Lastly, four-class classification of AD/LMCI/EMCI/CN results are shown in Table 3. We show a meaningful first result on classifying early-MCI and late-MCI from CN and AD, a promising first step for early AD diagnosis using T1-weighted MRI. Our proposed GANDALF method also shows improved performance compared to the pix2pix + CNN method. Towards the end of the GANDALF training, the entire network acts as a classification network with T1-weighted MRI input. Finding a better/deeper classifier/discriminator architecture could improve the final classification performance. However this should be balanced with the generator architecture/depth for the GAN training with the minimax objective. A thorough hyper-parameter search could also improve the final performance.

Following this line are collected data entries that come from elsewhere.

//! Pipeline orchestrator - executes the stage chain strictly in order.

use chrono::Utc;
use conveyor_core::artifact::{ArtifactKey, ArtifactRef, ArtifactStore};
use conveyor_core::pipeline::{
    PipelineDefinition, PipelineRun, RunState, StageAction, StageDescriptor, StageResult,
    StageStatus,
};
use conveyor_core::source::{Commit, SourceProvider};
use conveyor_core::{Error, Result, RunId};
use conveyor_executor::BuildExecutor;
use std::sync::Arc;
use tokio::sync::mpsc;
use tracing::{error, info};

/// Event emitted while a run executes.
#[derive(Debug, Clone)]
pub enum PipelineEvent {
    RunStarted { run_id: RunId, commit: Commit },
    StageStarted { stage: String },
    StageCompleted { stage: String, success: bool },
    RunCompleted { success: bool },
}

/// Every stage's declared input must be the prior stage's output. The chain
/// is fixed at definition time, so a mismatch is a definition bug.
pub fn validate_chain(stages: &[StageDescriptor]) -> Result<()> {
    match stages.first() {
        None => return Err(Error::Internal("pipeline has no stages".to_string())),
        Some(first) if first.input.is_some() => {
            return Err(Error::Internal(format!(
                "first stage '{}' declares an input but nothing precedes it",
                first.name
            )));
        }
        Some(_) => {}
    }
    for pair in stages.windows(2) {
        let (prev, next) = (&pair[0], &pair[1]);
        if next.input.as_deref() != Some(prev.output.as_str()) {
            return Err(Error::Internal(format!(
                "stage '{}' expects input {:?} but '{}' produces '{}'",
                next.name, next.input, prev.name, prev.output
            )));
        }
    }
    Ok(())
}

/// Drives one pipeline run through its stages in order. The first stage
/// failure halts everything after it; there is no retry and no partial
/// re-execution.
pub struct PipelineOrchestrator {
    source: Arc<dyn SourceProvider>,
    executor: Arc<BuildExecutor>,
    store: Arc<dyn ArtifactStore>,
}

impl PipelineOrchestrator {
    pub fn new(
        source: Arc<dyn SourceProvider>,
        executor: Arc<BuildExecutor>,
        store: Arc<dyn ArtifactStore>,
    ) -> Self {
        Self {
            source,
            executor,
            store,
        }
    }

    /// Execute one run, returning a channel of events and a handle resolving
    /// to the final run record.
    pub fn execute(
        &self,
        definition: &PipelineDefinition,
        commit: Commit,
    ) -> (
        mpsc::Receiver<PipelineEvent>,
        tokio::task::JoinHandle<PipelineRun>,
    ) {
        let (tx, rx) = mpsc::channel(100);
        let source = self.source.clone();
        let executor = self.executor.clone();
        let store = self.store.clone();
        let definition = definition.clone();

        let handle = tokio::spawn(async move {
            Self::execute_inner(source, executor, store, definition, commit, tx).await
        });

        (rx, handle)
    }

    async fn execute_inner(
        source: Arc<dyn SourceProvider>,
        executor: Arc<BuildExecutor>,
        store: Arc<dyn ArtifactStore>,
        definition: PipelineDefinition,
        mut commit: Commit,
        tx: mpsc::Sender<PipelineEvent>,
    ) -> PipelineRun {
        let run_id = RunId::new();
        let created_at = Utc::now();
        let mut run = PipelineRun {
            id: run_id,
            pipeline: definition.name.clone(),
            commit: commit.clone(),
            state: RunState::Idle,
            stages: Vec::new(),
            created_at,
            finished_at: None,
        };

        let stages = definition.stages();
        if let Err(e) = validate_chain(&stages) {
            error!(pipeline = %definition.name, error = %e, "Invalid stage chain");
            run.state = RunState::Failed {
                stage: "Source".to_string(),
                message: e.to_string(),
            };
            run.finished_at = Some(Utc::now());
            let _ = tx.send(PipelineEvent::RunCompleted { success: false }).await;
            return run;
        }

        let _ = tx
            .send(PipelineEvent::RunStarted {
                run_id,
                commit: commit.clone(),
            })
            .await;

        // The chain is linear: each stage consumes the prior stage's output.
        let mut prior_output: Option<ArtifactRef> = None;

        for stage in &stages {
            run.state = RunState::InStage {
                stage: stage.name.clone(),
            };
            let _ = tx
                .send(PipelineEvent::StageStarted {
                    stage: stage.name.clone(),
                })
                .await;
            let started_at = Utc::now();

            let outcome = Self::execute_stage(
                &source,
                &executor,
                &store,
                &definition,
                run_id,
                stage,
                &mut commit,
                prior_output.as_ref(),
            )
            .await;

            match outcome {
                Ok(output) => {
                    info!(stage = %stage.name, "Stage completed successfully");
                    run.stages.push(StageResult {
                        name: stage.name.clone(),
                        status: StageStatus::Succeeded,
                        output: Some(output.clone()),
                        started_at,
                        finished_at: Utc::now(),
                    });
                    prior_output = Some(output);
                    let _ = tx
                        .send(PipelineEvent::StageCompleted {
                            stage: stage.name.clone(),
                            success: true,
                        })
                        .await;
                }
                Err(e) => {
                    error!(stage = %stage.name, error = %e, "Stage failed");
                    run.stages.push(StageResult {
                        name: stage.name.clone(),
                        status: StageStatus::Failed {
                            message: e.to_string(),
                        },
                        output: None,
                        started_at,
                        finished_at: Utc::now(),
                    });
                    run.state = RunState::Failed {
                        stage: stage.name.clone(),
                        message: e.to_string(),
                    };
                    let _ = tx
                        .send(PipelineEvent::StageCompleted {
                            stage: stage.name.clone(),
                            success: false,
                        })
                        .await;
                    // Fail fast: remaining stages never start.
                    break;
                }
            }
        }

        if !matches!(run.state, RunState::Failed { .. }) {
            run.state = RunState::Succeeded;
        }
        run.commit = commit;
        run.finished_at = Some(Utc::now());

        let _ = tx
            .send(PipelineEvent::RunCompleted {
                success: run.state.is_success(),
            })
            .await;

        run
    }

    #[allow(clippy::too_many_arguments)]
    async fn execute_stage(
        source: &Arc<dyn SourceProvider>,
        executor: &Arc<BuildExecutor>,
        store: &Arc<dyn ArtifactStore>,
        definition: &PipelineDefinition,
        run_id: RunId,
        stage: &StageDescriptor,
        commit: &mut Commit,
        prior_output: Option<&ArtifactRef>,
    ) -> Result<ArtifactRef> {
        match stage.action {
            StageAction::Source => {
                // A change event may arrive without a resolved version, e.g.
                // a manually started run. Resolve it here so tag derivation
                // downstream sees the real commit.
                if commit.resolved_version.is_empty() {
                    *commit = source.resolve().await?;
                }
                let snapshot = source.snapshot(commit).await?;
                let key = ArtifactKey::new(run_id, &stage.name, &stage.output);
                store.put(&key, snapshot).await
            }
            StageAction::Build => {
                let input = prior_output.ok_or_else(|| {
                    Error::Internal(format!("stage '{}' has no input artifact", stage.name))
                })?;
                let env = definition.build_env(commit);
                let output = executor
                    .execute(run_id, &definition.service, input, &definition.build, &env)
                    .await?;
                Ok(output.manifest)
            }
        }
    }
}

Table 3. MRI-based AD diagnosis for AD/LMCI/EMCI/CN four-class classification. We show meaningful result that can be promising for early diagnosis on AD using T1-weighted MRI input.

5 Conclusion

Early diagnosis and intervention of Alzheimer’s disease (AD) can significantly slow the progression of the disease and improve patients’ condition and the life quality of the patient and their caregivers. PET imaging can provide great insight for early diagnosis of AD, however, it is rarely available outside of research environments. Earlier works on MRI-based AD diagnosis use conditional generative adversarial networks (GAN) to synthesize PET from MRI, and subsequently use the generated PET for AD diagnosis.

We propose a network where AD diagnosis end-goal is incorporated into the MRI-PET synthesis and trained end-to-end, instead of first synthesizing PET and then use it for AD diagnosis. Furthermore, we suggest a training scheme to stabilize the GAN training. We achieve state-of-the-art MRI-based AD diagnosis for three-class AD classification of AD/MCI/CN. We also achieve the first meaningful result on four-class (AD/LMCI/EMCI/CN) classification that can be promising for early diagnosis of AD based on MRI, to the best of our knowledge.